Artifex — classifier runs in the upload job queue, alongside tag and caption jobs; gallery offers blur/hide toggles per user
Pattern generalizes to any ML classification where the user’s intent varies: spam detection, “is this a duplicate”, sentiment labels

Gotchas

Don’t claim accuracy. NSFW classifiers are noisy. A renaissance nude, a medical illustration, a beach photo all trigger the model. Users need to know the signal is suggestive, not definitive.
Thresholds are user-tunable. 0.5 for explicit, 0.7 for suggestive are reasonable defaults, not absolutes. Expose the slider in admin.
Don’t leak detection in URLs. image.png?nsfw=1 in a link reveals the classification to anyone with access to URLs. Keep it in the DB only.
Model provenance matters. Open-source NSFW classifiers have been trained on non-consensual data in some cases. Pick a model with a documented training source.

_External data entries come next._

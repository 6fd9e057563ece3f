//! Deterministic infrastructure-as-code synthesizer.
//!
//! Turns a declarative service manifest into a provider-ready deployment
//! plan: schema composition and validation, reference checking, context
//! hydration, 5-layer config precedence, capability binding, topological
//! resolution, and logical-ID preservation across re-synthesis. See
//! [`orchestrator::synthesize`] for the single entry point that sequences
//! all of it.

pub mod capability;
pub mod component;
pub mod components;
pub mod config_builder;
pub mod context;
pub mod diagnostics;
pub mod error;
pub mod logical_id;
pub mod manifest;
pub mod orchestrator;
pub mod plan;
pub mod reference;
pub mod resolver;
pub mod schema;
pub mod telemetry;

pub use error::{Result, SynthesisError};
pub use manifest::{Manifest, ManifestSource};
pub use orchestrator::{explain_precedence, synthesize, validate, CancellationToken, PipelinePaths, SynthesizeOptions};
pub use plan::{Plan, SynthesisOutcome, SynthesisReport};
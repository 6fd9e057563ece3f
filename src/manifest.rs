//! Manifest Parser.
//!
//! Loads a manifest document from a source (path or byte buffer) and
//! produces the generic tree (here: the typed `Manifest`, since Rust's
//! `serde` deserialization already gives us a generic-enough tree while
//! preserving structure for later stages). The parser never interprets
//! semantics: cross-reference and domain rules live in `reference`.

use std::fs;
use std::path::Path;

use indexmap::IndexMap;
use serde::{Deserialize, Serialize};

use crate::error::{Result, SynthesisError};

#[derive(Debug, Clone, Copy, PartialEq, Eq, Serialize, Deserialize)]
#[serde(rename_all = "kebab-case")]
pub enum ComplianceFramework {
    Commercial,
    FedrampModerate,
    FedrampHigh,
}

impl ComplianceFramework {
    pub fn as_str(&self) -> &'static str {
        match self {
            ComplianceFramework::Commercial => "commercial",
            ComplianceFramework::FedrampModerate => "fedramp-moderate",
            ComplianceFramework::FedrampHigh => "fedramp-high",
        }
    }

    pub fn is_fedramp(&self) -> bool {
        !matches!(self, ComplianceFramework::Commercial)
    }
}

#[derive(Debug, Clone, Copy, PartialEq, Eq, Serialize, Deserialize)]
#[serde(rename_all = "lowercase")]
pub enum AccessMode {
    Read,
    Write,
    Readwrite,
    Admin,
    Use,
    Invoke,
    Consume,
    Forward,
}

#[derive(Debug, Clone, Serialize, Deserialize)]
pub struct ComponentSpec {
    pub name: String,
    #[serde(rename = "type")]
    pub component_type: String,
    #[serde(default)]
    pub config: serde_json::Value,
}

#[derive(Debug, Clone, Serialize, Deserialize)]
pub struct BindingDirective {
    pub from: String,
    pub to: String,
    pub capability: String,
    pub access: AccessMode,
    #[serde(default)]
    pub env: IndexMap<String, String>,
    #[serde(default)]
    pub options: serde_json::Value,
}

#[derive(Debug, Clone, Serialize, Deserialize)]
pub struct TriggerDirective {
    pub from: String,
    pub event: String,
    pub to: String,
    pub action: String,
    #[serde(default)]
    pub configuration: serde_json::Value,
}

#[derive(Debug, Clone, Serialize, Deserialize)]
#[serde(rename_all = "camelCase")]
pub struct Manifest {
    pub service: String,
    pub owner: String,
    pub compliance_framework: ComplianceFramework,
    pub environment: String,
    #[serde(default)]
    pub components: Vec<ComponentSpec>,
    #[serde(default)]
    pub binds: Vec<BindingDirective>,
    #[serde(default)]
    pub triggers: Vec<TriggerDirective>,
    #[serde(default)]
    pub tags: IndexMap<String, String>,
    #[serde(default)]
    pub extensions: serde_json::Value,
}

/// Source a manifest is parsed from. The parser accepts either extension;
/// content is self-describing.
pub enum ManifestSource<'a> {
    Path(&'a Path),
    Bytes { content: &'a [u8], label: &'a str },
}

pub fn parse(source: ManifestSource<'_>) -> Result<(Manifest, serde_json::Value)> {
    let (bytes, label) = match source {
        ManifestSource::Path(path) => {
            let bytes = fs::read(path).map_err(|source| SynthesisError::Io {
                path: path.to_path_buf(),
                source,
            })?;
            (bytes, path.display().to_string())
        }
        ManifestSource::Bytes { content, label } => (content.to_vec(), label.to_string()),
    };

    let text = String::from_utf8_lossy(&bytes);

    let raw: serde_json::Value = serde_yaml_bw::from_str(&text).map_err(|err| SynthesisError::InvalidYaml {
        source_label: label.clone(),
        message: err.to_string(),
    })?;

    let manifest: Manifest = serde_json::from_value(raw.clone()).map_err(|err| SynthesisError::InvalidYaml {
        source_label: label,
        message: err.to_string(),
    })?;

    Ok((manifest, raw))
}
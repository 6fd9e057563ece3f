//! `key-store` — stateful; registers capability `secret:kms`.

use std::collections::BTreeMap;

use serde_json::Value;

use crate::capability::{Capability, ConstructHandle};
use crate::component::Component;
use crate::config_builder::EffectiveConfig;
use crate::context::ComponentContext;
use crate::error::Result;

#[derive(Debug, Default)]
pub struct KeyStore {
    constructs: BTreeMap<String, ConstructHandle>,
    capabilities: Vec<Capability>,
}

impl Component for KeyStore {
    fn component_type(&self) -> &'static str {
        "key-store"
    }

    fn is_stateful(&self) -> bool {
        true
    }

    fn synth(&mut self, ctx: &ComponentContext, config: &EffectiveConfig) -> Result<()> {
        self.constructs.insert("main".to_string(), ctx.scope.child("main").0);
        self.constructs.insert("kmsKey".to_string(), ctx.scope.child("kms-key").0);

        let value = config.value();
        let rotation_enabled = value.get("rotationEnabled").and_then(Value::as_bool).unwrap_or(false);

        self.capabilities.push(
            Capability::new("secret:kms")
                .with("rotationEnabled", rotation_enabled)
                .with("keyArn", format!("arn:aws:kms:internal:{}/key", ctx.scope.0)),
        );
        Ok(())
    }

    fn capabilities(&self) -> &[Capability] {
        &self.capabilities
    }

    fn constructs(&self) -> &BTreeMap<String, ConstructHandle> {
        &self.constructs
    }
}

/// Clamps `deletionWindowDays` into KMS's accepted range (7–30 days).
pub fn normalise(value: &mut Value) {
    let Some(obj) = value.as_object_mut() else { return };
    if let Some(days) = obj.get("deletionWindowDays").and_then(Value::as_i64) {
        obj.insert("deletionWindowDays".into(), Value::from(days.clamp(7, 30)));
    }
}

#[cfg(test)]
mod tests {
    use super::*;
    use serde_json::json;

    #[test]
    fn normalise_clamps_deletion_window() {
        let mut config = json!({"deletionWindowDays": 1});
        normalise(&mut config);
        assert_eq!(config["deletionWindowDays"], json!(7));
    }
}
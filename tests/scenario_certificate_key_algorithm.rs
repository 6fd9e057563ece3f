mod support;

use iac_synth::manifest::ManifestSource;
use iac_synth::synthesize;

fn manifest(framework: &str) -> String {
    format!(
        r#"
service: s
owner: o
complianceFramework: {framework}
environment: dev
components:
  - name: cert
    type: certificate-manager
    config:
      domainName: api.example.com
      validation:
        method: DNS
        hostedZoneId: Z123
"#
    )
}

#[test]
fn commercial_keeps_default_rsa_key_algorithm() {
    let scratch = tempfile::tempdir().unwrap();
    let options = support::options(scratch.path());
    let yaml = manifest("commercial");

    let outcome = synthesize(ManifestSource::Bytes { content: yaml.as_bytes(), label: "inline".into() }, &options).unwrap();

    assert_eq!(outcome.plan.resource_count(), 1);
    let resource = &outcome.plan.resources[0];
    let capability = resource.capabilities.iter().find(|c| c["name"] == "certificate:acm").unwrap();
    assert_eq!(capability["data"]["keyAlgorithm"], "RSA_2048");
    assert_eq!(capability["data"]["domainName"], "api.example.com");
    assert_eq!(capability["data"]["validationMethod"], "DNS");
}

#[test]
fn fedramp_high_upgrades_key_algorithm_via_policy_layer() {
    let scratch = tempfile::tempdir().unwrap();
    let options = support::options(scratch.path());
    let yaml = manifest("fedramp-high");

    let outcome = synthesize(ManifestSource::Bytes { content: yaml.as_bytes(), label: "inline".into() }, &options).unwrap();

    let resource = &outcome.plan.resources[0];
    let capability = resource.capabilities.iter().find(|c| c["name"] == "certificate:acm").unwrap();
    assert_eq!(capability["data"]["keyAlgorithm"], "EC_secp384r1");
}
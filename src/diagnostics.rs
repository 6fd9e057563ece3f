//! Shared diagnostic vocabulary produced by every validation and resolution
//! stage and aggregated by the orchestrator into the final plan's side-car report.

use serde::{Deserialize, Serialize};

#[derive(Debug, Clone, Copy, PartialEq, Eq, PartialOrd, Ord, Serialize, Deserialize)]
#[serde(rename_all = "lowercase")]
pub enum Severity {
    Low,
    Medium,
    High,
    Critical,
}

#[derive(Debug, Clone, Serialize, Deserialize)]
pub struct Diagnostic {
    pub severity: Severity,
    pub code: String,
    pub path: String,
    pub message: String,
    pub suggestion: Option<String>,
}

impl Diagnostic {
    pub fn new(severity: Severity, code: impl Into<String>, path: impl Into<String>, message: impl Into<String>) -> Self {
        Self {
            severity,
            code: code.into(),
            path: path.into(),
            message: message.into(),
            suggestion: None,
        }
    }

    pub fn with_suggestion(mut self, suggestion: impl Into<String>) -> Self {
        self.suggestion = Some(suggestion.into());
        self
    }
}

/// Append-only, insertion-ordered diagnostic accumulator.
///
/// Every stage writes into the same report so ordering is preserved end to
/// end.
#[derive(Debug, Clone, Default, Serialize, Deserialize)]
pub struct DiagnosticReport {
    pub diagnostics: Vec<Diagnostic>,
}

impl DiagnosticReport {
    pub fn push(&mut self, diagnostic: Diagnostic) {
        self.diagnostics.push(diagnostic);
    }

    pub fn extend(&mut self, other: impl IntoIterator<Item = Diagnostic>) {
        self.diagnostics.extend(other);
    }

    pub fn has_severity_at_least(&self, floor: Severity) -> bool {
        self.diagnostics.iter().any(|d| d.severity >= floor)
    }

    pub fn is_empty(&self) -> bool {
        self.diagnostics.is_empty()
    }

    pub fn highest_severity(&self) -> Option<Severity> {
        self.diagnostics.iter().map(|d| d.severity).max()
    }
}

Re-classification. If you change models (new NSFW detector), you need to re-run on the entire gallery. Budget for this.
False-negative cost is real. An explicit image leaking through your classifier into a shared family album is a real user harm. Default to blur, not off, for shared contexts.
Keep the raw scores, not just the label. “Explicit” with confidence 0.51 is barely flagged; with 0.95 is certain. Store both, let the UI choose the cutoff.
Moderation is not the same as NSFW detection. Copyrighted content, CSAM, harassment are separate signals needing separate tools and usually actual human moderation. Don’t conflate.